Two Good Tech Stories Gone Bad

There are a couple of recent news items that involve a big player, and while the focus of the news is different I think there is a common theme to be found.  One is a little impromptu talk reported on Beet.tv from Cisco’s John Chambers at CES, and the other is Oracle’s acquisition of SDN vendor Corente.  Both mix a healthy dose of interest and hype, so we need to look at them a bit to extract the pearls of wisdom—and there are some.

I have to confess that I’m finding the progress of Cisco’s descriptions of the Internet’s evolution entertaining.  We started with the “Internet” then the “Internet of Things”, now the “Internet of Everything.”  Next, perhaps, is the “Internet of Stephen Hawking Multidimensional Space-Time.”  Underneath the hyperbole, though, Chambers make a valid point in his little talk.  We are coming to a stage where what’s important on the Internet isn’t “information” but the fusion of information into contextual relevance.  Mobile devices have turned people from being Internet researchers into being Internet-driven almost completely.

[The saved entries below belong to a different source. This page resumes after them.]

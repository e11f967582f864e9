//! Polling feed over a lead's chatter thread.
//!
//! The feed loads the full history once, then polls the source on a fixed
//! interval for messages newer than the latest known timestamp. Merging is
//! id-deduplicated so a send racing a poll cannot produce a duplicate, and
//! a failed poll is logged and retried on the next tick without ever
//! stopping the loop. Teardown cancels the interval task and aborts any
//! in-flight poll, so no source calls happen after `stop`.

use async_trait::async_trait;
use chrono::{DateTime, Utc};
use std::collections::HashSet;
use std::sync::Arc;
use std::time::Duration;
use tokio::sync::Mutex;
use tokio_util::sync::CancellationToken;
use tracing::warn;
use uuid::Uuid;

use super::error::ChatterError;
use super::types::ChatterMessage;

pub const DEFAULT_POLL_INTERVAL: Duration = Duration::from_secs(3);

/// Where the feed reads and writes messages. The production implementation
/// is `ChatterService`; tests substitute an in-memory source.
#[async_trait]
pub trait ChatterSource: Send + Sync + 'static {
    async fn fetch_history(&self, lead_id: Uuid) -> Result<Vec<ChatterMessage>, ChatterError>;

    async fn fetch_since(
        &self,
        lead_id: Uuid,
        after: DateTime<Utc>,
    ) -> Result<Vec<ChatterMessage>, ChatterError>;

    async fn insert(
        &self,
        lead_id: Uuid,
        author_id: Uuid,
        body: &str,
    ) -> Result<ChatterMessage, ChatterError>;
}

struct FeedState {
    messages: Vec<ChatterMessage>,
    seen: HashSet<Uuid>,
    latest: Option<DateTime<Utc>>,
}

impl FeedState {
    fn new(history: Vec<ChatterMessage>) -> Self {
        let mut state = Self {
            messages: Vec::new(),
            seen: HashSet::new(),
            latest: None,
        };
        state.merge(history);
        state
    }

    /// Append messages whose id has not been seen yet, preserving the
    /// order they arrived in, and advance the poll watermark.
    fn merge(&mut self, batch: Vec<ChatterMessage>) {
        for message in batch {
            if !self.seen.insert(message.id) {
                continue;
            }
            if self.latest.map_or(true, |ts| message.created_at > ts) {
                self.latest = Some(message.created_at);
            }
            self.messages.push(message);
        }
    }
}

pub struct ChatterFeed {
    lead_id: Uuid,
    source: Arc<dyn ChatterSource>,
    state: Arc<Mutex<FeedState>>,
    cancel: CancellationToken,
}

impl ChatterFeed {
    /// Load the full history, then start polling in the background.
    pub async fn start(
        source: Arc<dyn ChatterSource>,
        lead_id: Uuid,
        poll_interval: Duration,
    ) -> Result<Self, ChatterError> {
        let history = source.fetch_history(lead_id).await?;
        let state = Arc::new(Mutex::new(FeedState::new(history)));
        let cancel = CancellationToken::new();

        tokio::spawn(poll_loop(
            Arc::clone(&source),
            lead_id,
            Arc::clone(&state),
            cancel.clone(),
            poll_interval,
        ));

        Ok(Self {
            lead_id,
            source,
            state,
            cancel,
        })
    }

    /// Insert through the source, then reflect the confirmed message in
    /// local state immediately. Marking the id seen here is what keeps a
    /// racing poll from appending it a second time.
    pub async fn send(&self, author_id: Uuid, body: &str) -> Result<ChatterMessage, ChatterError> {
        let message = self.source.insert(self.lead_id, author_id, body).await?;
        self.state.lock().await.merge(vec![message.clone()]);
        Ok(message)
    }

    pub async fn messages(&self) -> Vec<ChatterMessage> {
        self.state.lock().await.messages.clone()
    }

    pub fn stop(&self) {
        self.cancel.cancel();
    }

    pub fn is_stopped(&self) -> bool {
        self.cancel.is_cancelled()
    }
}

impl Drop for ChatterFeed {
    fn drop(&mut self) {
        self.cancel.cancel();
    }
}

async fn poll_loop(
    source: Arc<dyn ChatterSource>,
    lead_id: Uuid,
    state: Arc<Mutex<FeedState>>,
    cancel: CancellationToken,
    poll_interval: Duration,
) {
    let mut ticker = tokio::time::interval(poll_interval);
    ticker.set_missed_tick_behavior(tokio::time::MissedTickBehavior::Delay);
    // The first tick of a tokio interval completes immediately; the
    // history load already covered that window.
    ticker.tick().await;

    loop {
        tokio::select! {
            _ = cancel.cancelled() => break,
            _ = ticker.tick() => {}
        }

        let after = state.lock().await.latest;
        let fetch = async {
            match after {
                Some(ts) => source.fetch_since(lead_id, ts).await,
                None => source.fetch_history(lead_id).await,
            }
        };

        let batch = tokio::select! {
            _ = cancel.cancelled() => break,
            result = fetch => result,
        };

        match batch {
            Ok(rows) => {
                if !rows.is_empty() {
                    state.lock().await.merge(rows);
                }
            }
            Err(e) => {
                warn!(lead_id = %lead_id, "chatter poll failed, retrying next tick: {e}");
            }
        }
    }
}

#[cfg(test)]
mod tests {
    use super::*;

    fn message(lead_id: Uuid, secs: i64) -> ChatterMessage {
        ChatterMessage {
            id: Uuid::new_v4(),
            lead_id,
            author_id: Uuid::new_v4(),
            body: "hi".to_string(),
            created_at: DateTime::from_timestamp(1_700_000_000 + secs, 0).unwrap(),
        }
    }

    #[test]
    fn test_merge_dedups_by_id() {
        let lead_id = Uuid::new_v4();
        let first = message(lead_id, 1);
        let second = message(lead_id, 2);
        let mut state = FeedState::new(vec![first.clone()]);

        state.merge(vec![first.clone(), second.clone()]);
        state.merge(vec![second.clone()]);

        assert_eq!(state.messages.len(), 2);
        assert_eq!(state.messages[0].id, first.id);
        assert_eq!(state.messages[1].id, second.id);
    }

    #[test]
    fn test_merge_advances_watermark() {
        let lead_id = Uuid::new_v4();
        let mut state = FeedState::new(vec![message(lead_id, 5)]);
        let early = message(lead_id, 1);

        state.merge(vec![early]);

        // An older message still merges (dedup is by id), but must not
        // move the watermark backwards.
        assert_eq!(state.messages.len(), 2);
        assert_eq!(
            state.latest,
            Some(DateTime::from_timestamp(1_700_000_005, 0).unwrap())
        );
    }

    #[test]
    fn test_merge_preserves_arrival_order() {
        let lead_id = Uuid::new_v4();
        let a = message(lead_id, 3);
        let b = message(lead_id, 1);
        let mut state = FeedState::new(Vec::new());

        state.merge(vec![a.clone(), b.clone()]);

        assert_eq!(state.messages[0].id, a.id);
        assert_eq!(state.messages[1].id, b.id);
    }
}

The problem I have in calling this a useful insight is that I don’t think Chambers then makes use of it.  He jumps into NDS and GUIs, skipping over the fact that what is really needed for context-fusing is a combination of a rich vision of what “context” means and a means of filtering information flows through that vision.  It’s a made-for-the-cloud problem, and Cisco purports to be driving to cloud leadership, so it would be nice to have it lead here.

Cisco could easily build a story of context-driven information and event filtering; they have nearly all the platform tools they’d need, the underlying servers and network elements, and the right combination of enterprise and operator customers to push solutions to.  The kind of network that Chambers is indirectly describing is one where “the cloud” pushes all the way to the edge, and where users and apps grab onto a context agent in the cloud to shop, or eat, or talk, or think, (or whatever) through.  In this model, you actually consume a lot of capacity because you want to get all of the information and all the context resources connected to these context agents through low-latency pipes so the user gets what they want quickly.  By the way, these pipes, being inside the cloud, are immune from neutrality rules even under the current regulations.

There’s really no good reason not to push this vision, either.  It’s not going to overhang current Cisco products, it’s not going to demand new channels or new buyer relationships.  It supports the operator goals of monetization better than Cisco has supported them to date, and it could be applied to enhance worker productivity and thus drive up the benefit case that funds network investment on the business side.  We seem to have an example of knee-jerk evangelism here; Cisco is so used to spinning a yarn then putting a box in front of the listener that they can’t put a concept there instead—even a good one.

Oracle’s acquisition of Corente has its own elements of theater.  The description of Corente as an SDN offering is a stretch, IMHO.  It’s a tunnel-overlay system created by linking edge devices with hosting platforms, for the purposes of delivering an application set.  It’s sort-of-cloud, sort-of-NFV, sort-of-SDN, but it’s not a massive piece of any of the three.  It could in fact be a useful tool in cloud hybridization, as any overlay virtual network could be that runs end to end.  It’s not clear to me how well it integrates with carrier infrastructure, how it could influence network behavior or take advantage of specific network features.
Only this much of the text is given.